TASK INSTRUCTIONS: Copy out each line of the data holding "owner".

EXTRACTED ENTRIES:
use ulid::Ulid;

use crate::model::*;

use super::calendar::fits;
use super::error::{EngineError, PolicyRule};
use super::ledger::{peak_occupancy, same_user_conflict};

/// Everything a rule may look at. Borrowed from the open transaction.
pub struct AdmissionContext<'a> {
    pub shop: &'a Shop,
    pub span: Span,
    pub user_id: Ulid,
    pub actor: &'a Actor,
    /// Reservation being replaced; its footprint is ignored.
    pub exclude_id: Option<Ulid>,
    /// Reservations overlapping `span` (a superset is fine).
    pub existing: &'a [Reservation],
    pub now: Ts,
}

impl AdmissionContext<'_> {
    pub fn duration_minutes(&self) -> i64 {
        self.span.duration_minutes()
    }
}

#[derive(Debug)]
pub enum Outcome {
    Admit,
    /// The rule failed but an override let the candidate through.
    Bypassed(EngineError),
    Reject(EngineError),
}

pub trait Rule: Send + Sync {
    /// Short label used in logs and metrics.
    fn name(&self) -> &'static str;

    fn evaluate(&self, ctx: &AdmissionContext<'_>) -> Outcome;
}

/// Wraps a rule so that a rejection becomes [`Outcome::Bypassed`] whenever
/// `allow` holds for the context.
pub struct Bypass<R> {
    rule: R,
    allow: fn(&AdmissionContext<'_>) -> bool,
}

impl<R: Rule> Bypass<R> {
    pub fn new(rule: R, allow: fn(&AdmissionContext<'_>) -> bool) -> Self {
        Self { rule, allow }
    }

    /// Administrators override.
    pub fn privileged(rule: R) -> Self {
        Self::new(rule, |ctx| ctx.actor.privileged)
    }
}

impl<R: Rule> Rule for Bypass<R> {
    fn name(&self) -> &'static str {
        self.rule.name()
    }

    fn evaluate(&self, ctx: &AdmissionContext<'_>) -> Outcome {
        match self.rule.evaluate(ctx) {
            Outcome::Reject(e) if (self.allow)(ctx) => Outcome::Bypassed(e),
            other => other,
        }
    }
}

// ── Rules ────────────────────────────────────────────────

pub struct SameUserRule;

impl Rule for SameUserRule {
    fn name(&self) -> &'static str {
        "same_user"
    }

    fn evaluate(&self, ctx: &AdmissionContext<'_>) -> Outcome {
        match same_user_conflict(ctx.existing, &ctx.span, ctx.user_id, ctx.exclude_id) {
            Some(r) => Outcome::Reject(EngineError::SameUserConflict(r.id)),
            None => Outcome::Admit,
        }
    }
}

pub struct CapacityRule;

impl Rule for CapacityRule {
    fn name(&self) -> &'static str {
        "capacity"
    }

    fn evaluate(&self, ctx: &AdmissionContext<'_>) -> Outcome {
        let peak = peak_occupancy(ctx.existing, &ctx.span, ctx.exclude_id);
        if peak > ctx.shop.capacity {
            return Outcome::Reject(EngineError::CapacityExceeded {
                capacity: ctx.shop.capacity,
                peak,
            });
        }
        Outcome::Admit
    }
}

pub struct MinDurationRule;

impl Rule for MinDurationRule {
    fn name(&self) -> &'static str {
        "min_duration"
    }

    fn evaluate(&self, ctx: &AdmissionContext<'_>) -> Outcome {
        if ctx.duration_minutes() < i64::from(ctx.shop.min_duration) {
            return Outcome::Reject(EngineError::PolicyViolation(PolicyRule::TooShort));
        }
        Outcome::Admit
    }
}

pub struct MaxDurationRule;

impl Rule for MaxDurationRule {
    fn name(&self) -> &'static str {
        "max_duration"
    }

    fn evaluate(&self, ctx: &AdmissionContext<'_>) -> Outcome {
        if ctx.duration_minutes() > i64::from(ctx.shop.max_duration) {
            return Outcome::Reject(EngineError::PolicyViolation(PolicyRule::TooLong));
        }
        Outcome::Admit
    }
}

pub struct NotInPastRule;

impl Rule for NotInPastRule {
    fn name(&self) -> &'static str {
        "not_in_past"
    }

    fn evaluate(&self, ctx: &AdmissionContext<'_>) -> Outcome {
        if ctx.span.start < ctx.now {
            return Outcome::Reject(EngineError::PolicyViolation(PolicyRule::InThePast));
        }
        Outcome::Admit
    }
}

/// `available_from <= start <= available_until`. Only the start is checked.
pub struct ValidityWindowRule;

impl Rule for ValidityWindowRule {
    fn name(&self) -> &'static str {
        "validity_window"
    }

    fn evaluate(&self, ctx: &AdmissionContext<'_>) -> Outcome {
        let start = ctx.span.start;
        if start < ctx.shop.available_from {
            return Outcome::Reject(EngineError::PolicyViolation(
                PolicyRule::BeforeAvailableFrom,
            ));
        }
        if start > ctx.shop.available_until {
            return Outcome::Reject(EngineError::PolicyViolation(
                PolicyRule::AfterAvailableUntil,
            ));
        }
        Outcome::Admit
    }
}

pub struct OpeningHoursRule;

impl Rule for OpeningHoursRule {
    fn name(&self) -> &'static str {
        "opening_hours"
    }

    fn evaluate(&self, ctx: &AdmissionContext<'_>) -> Outcome {
        if fits(ctx.shop, &ctx.span) {
            Outcome::Admit
        } else {
            Outcome::Reject(EngineError::PolicyViolation(PolicyRule::OutsideOpeningHours))
        }
    }
}

// ── Policy set ───────────────────────────────────────────

/// Ordered rules; the first rejection wins. The default set is empty and admits everything.
#[derive(Default)]
pub struct PolicySet {
    rules: Vec<Box<dyn Rule>>,
}

impl PolicySet {
    /// Booking rules in evaluation order, each overridable by administrators.
    /// The minimum length is only waived for a positive duration.
    pub fn standard() -> Self {
        Self::default()
            .with(Bypass::privileged(SameUserRule))
            .with(Bypass::privileged(CapacityRule))
            .with(Bypass::new(MinDurationRule, |ctx| {
                ctx.actor.privileged && ctx.duration_minutes() > 0
            }))
            .with(Bypass::privileged(MaxDurationRule))
            .with(Bypass::privileged(NotInPastRule))
            .with(Bypass::privileged(ValidityWindowRule))
            .with(Bypass::privileged(OpeningHoursRule))
    }

    pub fn with(mut self, rule: impl Rule + 'static) -> Self {
        self.rules.push(Box::new(rule));
        self
    }

    pub fn len(&self) -> usize {
        self.rules.len()
    }

    pub fn is_empty(&self) -> bool {
        self.rules.is_empty()
    }

    /// Names of the rules that were overridden, or the first rejection.
    pub fn evaluate(&self, ctx: &AdmissionContext<'_>) -> Result<Vec<&'static str>, EngineError> {
        let mut bypassed = Vec::new();
        for rule in &self.rules {
            match rule.evaluate(ctx) {
                Outcome::Admit => {}
                Outcome::Bypassed(_) => bypassed.push(rule.name()),
                Outcome::Reject(e) => return Err(e),
            }
        }
        Ok(bypassed)
    }
}

#[cfg(test)]
mod tests {
    use super::*;
    use chrono::{NaiveDate, NaiveTime, Weekday};

    fn at(h: u32, m: u32) -> Ts {
        NaiveDate::from_ymd_opt(2030, 1, 7)
            .unwrap()
            .and_hms_opt(h, m, 0)
            .unwrap()
    }

    fn shop() -> Shop {
        let t = |h| NaiveTime::from_hms_opt(h, 0, 0).unwrap();
        Shop {
            id: Ulid::new(),
            name: "Ressourcerie".into(),
            capacity: 1,
            min_duration: 30,
            max_duration: 120,
            available_from: at(0, 0),
            available_until: at(23, 0),
            windows: vec![OpeningWindow::new(Weekday::Mon, t(9), t(12))],
        }
    }

    fn res(user_id: Ulid, span: Span) -> Reservation {
        Reservation {
            id: Ulid::new(),
            shop_id: Ulid::nil(),
            user_id,
            span,
            status: ReservationStatus::Active,
            created_at: at(0, 0),
            updated_at: at(0, 0),
        }
    }

    fn ctx<'a>(
        shop: &'a Shop,
        actor: &'a Actor,
        existing: &'a [Reservation],
        span: Span,
    ) -> AdmissionContext<'a> {
        AdmissionContext {
            shop,
            span,
            user_id: actor.user_id,
            actor,
            exclude_id: None,
            existing,
            now: at(1, 0),
        }
    }

    #[test]
    fn empty_set_admits_everything() {
        let shop = shop();
        let actor = Actor::user(Ulid::new());
        let c = ctx(&shop, &actor, &[], Span::new(at(0, 0), at(0, 1)));
        assert!(PolicySet::default().evaluate(&c).unwrap().is_empty());
    }

    #[test]
    fn standard_order_reports_first_failure() {
        // Too short AND outside opening hours: the duration rule runs first.
        let shop = shop();
        let actor = Actor::user(Ulid::new());
        let c = ctx(&shop, &actor, &[], Span::new(at(7, 0), at(7, 10)));
        let err = PolicySet::standard().evaluate(&c).unwrap_err();
        assert!(matches!(err, EngineError::PolicyViolation(PolicyRule::TooShort)));
    }

    #[test]
    fn capacity_before_calendar() {
        let shop = shop();
        let actor = Actor::user(Ulid::new());
        let existing = vec![res(Ulid::new(), Span::new(at(7, 0), at(8, 0)))];
        let c = ctx(&shop, &actor, &existing, Span::new(at(7, 0), at(8, 0)));
        let err = PolicySet::standard().evaluate(&c).unwrap_err();
        assert!(matches!(
            err,
            EngineError::CapacityExceeded { capacity: 1, peak: 2 }
        ));
    }

    #[test]
    fn privileged_bypasses_and_reports_names() {
        let shop = shop();
        let admin = Actor::admin(Ulid::new());
        let existing = vec![res(Ulid::new(), Span::new(at(7, 0), at(8, 0)))];
        let c = ctx(&shop, &admin, &existing, Span::new(at(7, 0), at(7, 10)));
        let bypassed = PolicySet::standard().evaluate(&c).unwrap();
        assert_eq!(bypassed, vec!["capacity", "min_duration", "opening_hours"]);
    }

    #[test]
    fn validity_window_checks_start_only() {
        let mut shop = shop();
        shop.available_until = at(10, 0);
        let actor = Actor::user(Ulid::new());

        let c = ctx(&shop, &actor, &[], Span::new(at(10, 0), at(11, 0)));
        assert!(PolicySet::standard().evaluate(&c).is_ok());

        let c = ctx(&shop, &actor, &[], Span::new(at(10, 1), at(11, 0)));
        let err = PolicySet::standard().evaluate(&c).unwrap_err();
        assert!(matches!(
            err,
            EngineError::PolicyViolation(PolicyRule::AfterAvailableUntil)
        ));
    }

    #[test]
    fn past_start_rejected() {
        let shop = shop();
        let actor = Actor::user(Ulid::new());
        let mut c = ctx(&shop, &actor, &[], Span::new(at(9, 0), at(10, 0)));
        c.now = at(9, 1);
        let err = PolicySet::standard().evaluate(&c).unwrap_err();
        assert!(matches!(err, EngineError::PolicyViolation(PolicyRule::InThePast)));
    }

    #[test]
    fn custom_bypass_predicate() {
        struct Never;
        impl Rule for Never {
            fn name(&self) -> &'static str {
                "never"
            }
            fn evaluate(&self, _: &AdmissionContext<'_>) -> Outcome {
                Outcome::Reject(EngineError::InvalidArgument("never"))
            }
        }

        let shop = shop();
        let owner = Actor::user(shop.id);
        let other = Actor::user(Ulid::new());
        let set = PolicySet::default().with(Bypass::new(Never, |ctx| ctx.user_id == ctx.shop.id));
        let span = Span::new(at(9, 0), at(10, 0));
        assert_eq!(set.evaluate(&ctx(&shop, &owner, &[], span)).unwrap(), vec!["never"]);
        assert!(set.evaluate(&ctx(&shop, &other, &[], span)).is_err());
    }
}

REPLY TO THE TASK:
        let owner = Actor::user(shop.id);
        assert_eq!(set.evaluate(&ctx(&shop, &owner, &[], span)).unwrap(), vec!["never"]);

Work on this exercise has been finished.